And even now his passion got the better for a while
of all his good feelings and Christian resolutions. When he got back to
the Le Vert House with his unpleasant discovery he was burning like a
furnace. In spite of a rain storm just beginning and a dark night, he
strode out and walked he knew not whither. He found himself, he knew
not how, on the bank of the Ohio. He untied a skiff and pushed out into
the river. How to advance himself over his rival was his first thought.
But this darkness and this beating rain and this fierce loneliness
reminded him of that night when he had clung desperately to the
abutment of the bridge that spanned Indian Creek, and when the courage
and self-possession of Henry Stevens had rescued him. Could he be the
rival of a man who had gone down into the flood that he might save the
exhausted marquis?
Then he hated himself. Why had he not drowned that night? And with this
feeling of self-disgust added to his general mental misery and the
physical misery that the rain brought to him, there came the great
temptation to write "_Fin_," in French fashion, by jumping into the
water. But something in the influence of Priscilla and that class
meeting caused him to take a better resolution, and he returned to the
hotel.
The next day he sent for Henry Stevens to come to his room.

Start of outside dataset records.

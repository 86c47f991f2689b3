use anyhow::{Context, Result};
use colored::Colorize;
use tracing::{debug, info};

use janitor_orchestrator::{CleanupConfig, Database, Orchestrator, RundeckClient};

use crate::interrupt::PromptingInterrupt;

pub async fn run(config: &CleanupConfig) -> Result<()> {
    let api = RundeckClient::from_config(config).context("Failed to create Rundeck client")?;
    let db = Database::from_config(&config.database);

    info!(
        api = api.gateway().base_url(),
        database = ?config.database,
        keep_time = %config.keep_time,
        chunk_size = config.chunk_size,
        retries = config.retries,
        "Starting cleanup of executions older than {}",
        config.keep_time
    );

    let guard = PromptingInterrupt::install()?;
    let orchestrator =
        Orchestrator::new(api, db, config.chunk_size, config.keep_time).with_interrupt_guard(guard);

    let summary = orchestrator.clean(&config.cleanup_options()).await?;
    debug!(summary = %serde_json::to_string(&summary)?, "Cleanup summary");

    println!("{}: {}", "Executions deleted".bold(), summary.executions_deleted);
    println!(
        "{}: {} ({} steps)",
        "Workflows deleted".bold(),
        summary.workflows_deleted,
        summary.workflow_steps_deleted
    );
    println!(
        "{}: {} ({} steps)",
        "Orphaned workflows deleted".bold(),
        summary.orphan_workflows_deleted,
        summary.orphan_workflow_steps_deleted
    );
    Ok(())
}
use std::collections::BTreeSet;
use std::fmt;

use chrono::{DateTime, TimeZone, Utc};
use serde::{Deserialize, Serialize};

/// Unit of cleanup work: a whole project, or one job inside it.
#[derive(Debug, Clone, PartialEq, Eq)]
pub enum Scope {
  Project(String),
  Job { project: String, id: String },
}

impl Scope {
  pub fn project(&self) -> &str {
    match self {
      Scope::Project(name) => name,
      Scope::Job { project, .. } => project,
    }
  }

  /// Path of the executions listing for this scope, relative to the API root.
  pub fn executions_endpoint(&self) -> String {
    match self {
      Scope::Project(name) => format!("project/{}/executions", urlencoding::encode(name)),
      Scope::Job { id, .. } => format!("job/{}/executions", urlencoding::encode(id)),
    }
  }
}

impl fmt::Display for Scope {
  fn fmt(&self, f: &mut fmt::Formatter<'_>) -> fmt::Result {
    match self {
      Scope::Project(name) => write!(f, "[{}]", name),
      Scope::Job { project, id } => write!(f, "[{}/{}]", project, id),
    }
  }
}

#[derive(Debug, Clone, PartialEq, Eq, Serialize, Deserialize)]
pub struct DateStamp {
  /// Milliseconds since the epoch.
  pub unixtime: i64,
}

impl DateStamp {
  pub fn to_datetime(&self) -> Option<DateTime<Utc>> {
    Utc.timestamp_millis_opt(self.unixtime).single()
  }
}

#[derive(Debug, Clone, PartialEq, Eq, Serialize, Deserialize)]
pub struct JobRef {
  #[serde(default)]
  pub id: Option<String>,
  pub name: String,
}

#[derive(Debug, Clone, PartialEq, Eq, Serialize, Deserialize)]
pub struct Execution {
  pub id: i64,
  pub status: String,
  #[serde(default)]
  pub project: Option<String>,
  #[serde(default)]
  pub job: Option<JobRef>,
  #[serde(rename = "date-started", default)]
  pub date_started: Option<DateStamp>,
  #[serde(rename = "date-ended", default)]
  pub date_ended: Option<DateStamp>,
}

impl Execution {
  pub fn is_running(&self) -> bool {
    self.status == "running"
  }

  /// When the execution finished, or started if it never reported an end.
  pub fn finished_at(&self) -> Option<DateTime<Utc>> {
    self.date_ended
      .as_ref()
      .or(self.date_started.as_ref())
      .and_then(DateStamp::to_datetime)
  }

  /// Eligible for deletion: not running and older than `cutoff`. Executions
  /// without timestamps are trusted to match the server-side age filter.
  pub fn is_deletable(&self, cutoff: DateTime<Utc>) -> bool {
    !self.is_running() && self.finished_at().map_or(true, |at| at < cutoff)
  }

  pub fn job_name(&self) -> Option<&str> {
    self.job.as_ref().map(|job| job.name.as_str())
  }
}

/// Body returned by `POST /executions/delete`.
#[derive(Debug, Clone, Default, PartialEq, Eq, Serialize, Deserialize)]
pub struct DeleteOutcome {
  #[serde(rename = "allsuccessful")]
  pub all_successful: bool,
  #[serde(rename = "successCount", default)]
  pub success_count: u64,
  #[serde(rename = "failedCount", default)]
  pub failed_count: u64,
  #[serde(rename = "requestCount", default)]
  pub request_count: u64,
}

/// Workflow rows referenced by a set of executions.
#[derive(Debug, Clone, Default, PartialEq, Eq)]
pub struct WorkflowRefs {
  pub workflow_ids: BTreeSet<i64>,
  pub workflow_step_ids: BTreeSet<i64>,
}

impl WorkflowRefs {
  pub fn is_empty(&self) -> bool {
    self.workflow_ids.is_empty() && self.workflow_step_ids.is_empty()
  }

  pub fn merge(&mut self, other: WorkflowRefs) {
    self.workflow_ids.extend(other.workflow_ids);
    self.workflow_step_ids.extend(other.workflow_step_ids);
  }
}

/// Workflow rows no live execution or schedule points at.
#[derive(Debug, Clone, Default, PartialEq, Eq)]
pub struct OrphanSet {
  pub workflow_ids: Vec<i64>,
  pub workflow_step_ids: Vec<i64>,
  /// Orphan workflow ids that still own join rows. Only collected in
  /// unoptimized mode; when present the join rows are deleted first.
  pub join_workflow_ids: Option<Vec<i64>>,
}

impl OrphanSet {
  pub fn is_empty(&self) -> bool {
    self.workflow_ids.is_empty() && self.workflow_step_ids.is_empty()
  }
}

#[derive(Debug, Clone, Copy, Default, PartialEq, Eq)]
pub struct DeletedRows {
  pub join_rows: u64,
  pub workflow_steps: u64,
  pub workflows: u64,
}

#[derive(Debug, Clone, Default, PartialEq, Eq, Serialize)]
pub struct CleanupSummary {
  pub scopes: u64,
  pub executions_deleted: u64,
  pub workflows_deleted: u64,
  pub workflow_steps_deleted: u64,
  pub orphan_workflows_deleted: u64,
  pub orphan_workflow_steps_deleted: u64,
}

"Henry, I am going to leave to-night on the mail boat. I am going back
to New Orleans, and thence to France. You love Priscilla. You are a
noble man; you will make her happy. I have read your love in your face.

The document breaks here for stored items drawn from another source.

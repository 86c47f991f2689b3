use std::io::{self, BufRead, Write};
use std::sync::atomic::{AtomicBool, Ordering};
use std::sync::Arc;

use anyhow::Result;
use janitor_orchestrator::InterruptGuard;

/// Ctrl+C only raises a flag; the orchestrator asks at its next page boundary
/// and the operator confirms on stdin.
pub struct PromptingInterrupt {
    requested: Arc<AtomicBool>,
}

impl PromptingInterrupt {
    pub fn install() -> Result<Self> {
        let requested = Arc::new(AtomicBool::new(false));
        let requested_clone = requested.clone();
        ctrlc::set_handler(move || {
            requested_clone.store(true, Ordering::SeqCst);
        })?;
        Ok(Self { requested })
    }
}

impl InterruptGuard for PromptingInterrupt {
    fn abort_requested(&self) -> bool {
        let stdin = io::stdin();
        self.ask(&mut stdin.lock(), &mut io::stdout())
    }
}

impl PromptingInterrupt {
    /// Clears a pending Ctrl+C and asks the operator. The read blocks, so it
    /// runs via `block_in_place`, which needs the multi-threaded runtime.
    fn ask(&self, input: &mut impl BufRead, output: &mut impl Write) -> bool {
        if !self.requested.swap(false, Ordering::SeqCst) {
            return false;
        }
        // Unreadable stdin counts as a yes
        tokio::task::block_in_place(|| confirm_quit(input, output).unwrap_or(true))
    }
}

/// Ask until the answer is `y` or `n`. End of input confirms.
fn confirm_quit(input: &mut impl BufRead, output: &mut impl Write) -> io::Result<bool> {
    loop {
        write!(output, "Really quit? (y/n)> ")?;
        output.flush()?;

        let mut answer = String::new();
        if input.read_line(&mut answer)? == 0 {
            return Ok(true);
        }
        match answer.trim().to_ascii_lowercase().as_str() {
            "y" | "yes" => return Ok(true),
            "n" | "no" => return Ok(false),
            _ => continue,
        }
    }
}
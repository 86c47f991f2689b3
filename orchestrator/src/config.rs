// Validated runtime configuration, built once at startup and passed by reference
use std::fmt;
use std::str::FromStr;
use std::time::Duration;

use chrono::{DateTime, Utc};

use crate::cleanup::{CleanupOptions, ScopeFilter};
use crate::error::{CleanupError, Result};
use crate::listing::ListingFilter;

/// The bulk delete endpoint (`POST /executions/delete`) appeared in API v12.
pub const MIN_API_VERSION: u32 = 12;

#[derive(Debug, Clone, Copy, PartialEq, Eq)]
pub enum TimeUnit {
  Hours,
  Days,
  Weeks,
  Months,
  Years,
}

impl TimeUnit {
  fn suffix(self) -> char {
    match self {
      TimeUnit::Hours => 'h',
      TimeUnit::Days => 'd',
      TimeUnit::Weeks => 'w',
      TimeUnit::Months => 'm',
      TimeUnit::Years => 'y',
    }
  }

  fn hours(self) -> i64 {
    match self {
      TimeUnit::Hours => 1,
      TimeUnit::Days => 24,
      TimeUnit::Weeks => 24 * 7,
      TimeUnit::Months => 24 * 30,
      TimeUnit::Years => 24 * 365,
    }
  }
}

/// Retention window in Rundeck's `olderFilter` notation, e.g. `30d` or `12h`.
#[derive(Debug, Clone, Copy, PartialEq, Eq)]
pub struct KeepTime {
  pub amount: u32,
  pub unit: TimeUnit,
}

impl KeepTime {
  pub fn as_duration(&self) -> chrono::Duration {
    chrono::Duration::try_hours(i64::from(self.amount) * self.unit.hours())
      .unwrap_or(chrono::Duration::MAX)
  }

  /// Executions that finished before this instant are eligible for deletion.
  pub fn cutoff(&self, now: DateTime<Utc>) -> DateTime<Utc> {
    now.checked_sub_signed(self.as_duration())
      .unwrap_or(DateTime::<Utc>::MIN_UTC)
  }
}

impl FromStr for KeepTime {
  type Err = CleanupError;

  fn from_str(s: &str) -> Result<Self> {
    let invalid = || CleanupError::Validation(format!("Invalid time to keep old records: '{}'", s));

    let s = s.trim();
    let unit = match s.chars().last() {
      Some('h') => TimeUnit::Hours,
      Some('d') => TimeUnit::Days,
      Some('w') => TimeUnit::Weeks,
      Some('m') => TimeUnit::Months,
      Some('y') => TimeUnit::Years,
      _ => return Err(invalid()),
    };

    let digits = &s[..s.len() - 1];
    if digits.is_empty() || !digits.bytes().all(|b| b.is_ascii_digit()) {
      return Err(invalid());
    }
    let amount: u32 = digits.parse().map_err(|_| invalid())?;
    if amount == 0 || chrono::Duration::try_hours(i64::from(amount) * unit.hours()).is_none() {
      return Err(invalid());
    }

    Ok(KeepTime { amount, unit })
  }
}

impl fmt::Display for KeepTime {
  fn fmt(&self, f: &mut fmt::Formatter<'_>) -> fmt::Result {
    write!(f, "{}{}", self.amount, self.unit.suffix())
  }
}

#[derive(Debug, Clone, Copy, PartialEq, Eq, Default)]
pub enum ExecutionMode {
  #[default]
  Cleanup,
  Listing,
}

impl FromStr for ExecutionMode {
  type Err = CleanupError;

  fn from_str(s: &str) -> Result<Self> {
    match s.trim().to_ascii_lowercase().as_str() {
      "cleanup" => Ok(ExecutionMode::Cleanup),
      "listing" => Ok(ExecutionMode::Listing),
      other => Err(CleanupError::Validation(format!(
        "No execution mode matching '{}' (expected cleanup or listing)",
        other
      ))),
    }
  }
}

impl fmt::Display for ExecutionMode {
  fn fmt(&self, f: &mut fmt::Formatter<'_>) -> fmt::Result {
    match self {
      ExecutionMode::Cleanup => f.write_str("cleanup"),
      ExecutionMode::Listing => f.write_str("listing"),
    }
  }
}

#[derive(Debug, Clone)]
pub struct ApiConfig {
  pub host: String,
  pub port: u16,
  pub auth_token: String,
  pub api_version: u32,
  pub ssl_enabled: bool,
  pub search_timeout: Duration,
  pub delete_timeout: Duration,
}

impl ApiConfig {
  pub fn base_url(&self) -> String {
    let protocol = if self.ssl_enabled { "https" } else { "http" };
    format!(
      "{}://{}:{}/api/{}",
      protocol, self.host, self.port, self.api_version
    )
  }
}

#[derive(Clone)]
pub struct DatabaseConfig {
  pub url: String,
}

impl DatabaseConfig {
  /// Build a MySQL connection URL from discrete settings.
  pub fn from_parts(host: &str, port: u16, name: &str, user: &str, password: &str) -> Self {
    Self {
      url: format!(
        "mysql://{}:{}@{}:{}/{}",
        urlencoding::encode(user),
        urlencoding::encode(password),
        host,
        port,
        name
      ),
    }
  }
}

// Keeps the password out of debug logs
impl fmt::Debug for DatabaseConfig {
  fn fmt(&self, f: &mut fmt::Formatter<'_>) -> fmt::Result {
    let redacted = match (self.url.find("://"), self.url.rfind('@')) {
      (Some(scheme_end), Some(at)) if at > scheme_end => {
        format!("{}://***@{}", &self.url[..scheme_end], &self.url[at + 1..])
      }
      _ => self.url.clone(),
    };
    f.debug_struct("DatabaseConfig").field("url", &redacted).finish()
  }
}

#[derive(Debug, Clone)]
pub struct CleanupConfig {
  pub api: ApiConfig,
  pub database: DatabaseConfig,
  pub keep_time: KeepTime,
  pub chunk_size: u64,
  pub retries: u32,
  pub retry_delay: Duration,
  pub filtered_project: Option<String>,
  pub filtered_job: Option<String>,
  pub execution_mode: ExecutionMode,
  pub executions_by_project: bool,
  pub unoptimized: bool,
  pub job_name: Option<String>,
  pub only_running: bool,
  pub debug: bool,
}

impl CleanupConfig {
  /// Reject settings that would make any later step misbehave. Runs before
  /// any scope is touched.
  pub fn validate(&self) -> Result<()> {
    if self.api.auth_token.trim().is_empty() {
      return Err(CleanupError::Validation("Missing API token.".into()));
    }
    if self.api.port == 0 {
      return Err(CleanupError::Validation("Invalid port number.".into()));
    }
    if self.api.api_version < MIN_API_VERSION {
      return Err(CleanupError::Validation(format!(
        "Invalid API version {} (bulk deletion requires {} or newer).",
        self.api.api_version, MIN_API_VERSION
      )));
    }
    if self.api.search_timeout.is_zero() {
      return Err(CleanupError::Validation(
        "Invalid searching timeout value.".into(),
      ));
    }
    if self.api.delete_timeout.is_zero() {
      return Err(CleanupError::Validation(
        "Invalid deleting timeout value.".into(),
      ));
    }
    if self.chunk_size == 0 {
      return Err(CleanupError::Validation("Invalid chunk size value.".into()));
    }
    if self.retries == 0 {
      return Err(CleanupError::Validation(
        "Invalid number of retries (at least one attempt is required).".into(),
      ));
    }
    if self.execution_mode == ExecutionMode::Cleanup && self.database.url.trim().is_empty() {
      return Err(CleanupError::Validation("Missing database URL.".into()));
    }
    if self.filtered_job.is_some() && self.filtered_project.is_none() {
      return Err(CleanupError::Validation(
        "A filtered job also needs its filtered project.".into(),
      ));
    }
    Ok(())
  }

  pub fn cleanup_options(&self) -> CleanupOptions {
    CleanupOptions {
      scope_filter: ScopeFilter {
        project: self.filtered_project.clone(),
        job: self.filtered_job.clone(),
      },
      group_by_project: self.executions_by_project,
      retries: self.retries,
      backoff: self.retry_delay,
      unoptimized: self.unoptimized,
    }
  }

  pub fn listing_filter(&self) -> ListingFilter {
    ListingFilter {
      project: self.filtered_project.clone(),
      job_name: self.job_name.clone(),
      only_running: self.only_running,
    }
  }
}
// Rundeck endpoints used by the cleanup, on top of the HTTP gateway
use async_trait::async_trait;
use tracing::{debug, info, warn};

use crate::api::parser::extract_as;
use crate::api::{ApiClient, HttpGateway};
use crate::config::{CleanupConfig, KeepTime};
use crate::error::Result;
use crate::models::{DeleteOutcome, Execution, Scope};

pub struct RundeckClient {
  gateway: HttpGateway,
  chunk_size: u64,
  keep_time: KeepTime,
}

impl RundeckClient {
  pub fn new(gateway: HttpGateway, chunk_size: u64, keep_time: KeepTime) -> Self {
    Self {
      gateway,
      chunk_size,
      keep_time,
    }
  }

  pub fn from_config(config: &CleanupConfig) -> Result<Self> {
    Ok(Self::new(
      HttpGateway::from_config(&config.api)?,
      config.chunk_size,
      config.keep_time,
    ))
  }

  pub fn gateway(&self) -> &HttpGateway {
    &self.gateway
  }
}

#[async_trait]
impl ApiClient for RundeckClient {
  async fn list_projects(&self) -> Result<Vec<String>> {
    let payload = self.gateway.get("projects", &[]).await?;
    extract_as(&payload, None, Some("name"))
  }

  async fn list_jobs(&self, project: &str) -> Result<Vec<String>> {
    let endpoint = format!("project/{}/jobs", urlencoding::encode(project));
    let payload = self.gateway.get(&endpoint, &[]).await?;
    extract_as(&payload, None, Some("id"))
  }

  async fn count_aged_executions(&self, scope: &Scope) -> Result<u64> {
    let query = [
      ("olderFilter", self.keep_time.to_string()),
      ("max", "1".to_string()),
    ];
    let payload = self.gateway.get(&scope.executions_endpoint(), &query).await?;
    let total: u64 = extract_as(&payload, Some("paging"), Some("total"))?;
    debug!(scope = %scope, total, keep_time = %self.keep_time, "Counted aged executions");
    Ok(total)
  }

  async fn fetch_aged_executions(&self, scope: &Scope, offset: u64) -> Result<Vec<Execution>> {
    let query = [
      ("max", self.chunk_size.to_string()),
      ("offset", offset.to_string()),
      ("olderFilter", self.keep_time.to_string()),
    ];
    let payload = self.gateway.get(&scope.executions_endpoint(), &query).await?;
    extract_as(&payload, Some("executions"), None)
  }

  async fn delete_executions(&self, ids: &[i64]) -> Result<DeleteOutcome> {
    let payload = self.gateway.post("executions/delete", ids).await?;
    let outcome: DeleteOutcome = extract_as(&payload, None, None)?;

    if outcome.all_successful {
      info!(
        deleted = outcome.success_count,
        "All requested executions were successfully deleted (total of {})",
        outcome.success_count
      );
    } else {
      warn!(
        failed = outcome.failed_count,
        requested = outcome.request_count,
        "Errors on deleting requested executions ({}/{} failed)",
        outcome.failed_count,
        outcome.request_count
      );
    }
    Ok(outcome)
  }

  async fn list_executions(&self, project: &str, only_running: bool) -> Result<Vec<Execution>> {
    let mut endpoint = Scope::Project(project.to_string()).executions_endpoint();
    let mut query = vec![("max", self.chunk_size.to_string())];
    if only_running {
      endpoint.push_str("/running");
    } else {
      query.push(("olderFilter", self.keep_time.to_string()));
    }

    let payload = self.gateway.get(&endpoint, &query).await?;
    extract_as(&payload, Some("executions"), None)
  }
}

Meet me at the river to-night. When you are ready to be married, let me
know, that I may send some token of my love for both. Do not tell
mademoiselle that I am going; but tell her good-by for me afterward.
Now, I must pack."
Henry went out stupefied. What did it mean? And why was he half glad
that D'Entremont was going? By degrees he got the better of his
selfishness.
"Marquis d'Entremont," he said, breaking into his room, "you must not
go away. You love Priscilla. You have everything--learning, money,
travel. I have nothing."
"Nothing but a good heart, which I have not," said D'Entremont.
"I will never marry Priscilla," said Henry, "unless she deliberately
chooses to have me in preference to you."
To this arrangement, so equitable, the marquis consented, and the
matter was submitted to Priscilla by letter. Could she love either, and
if either, which? She asked a week for deliberation.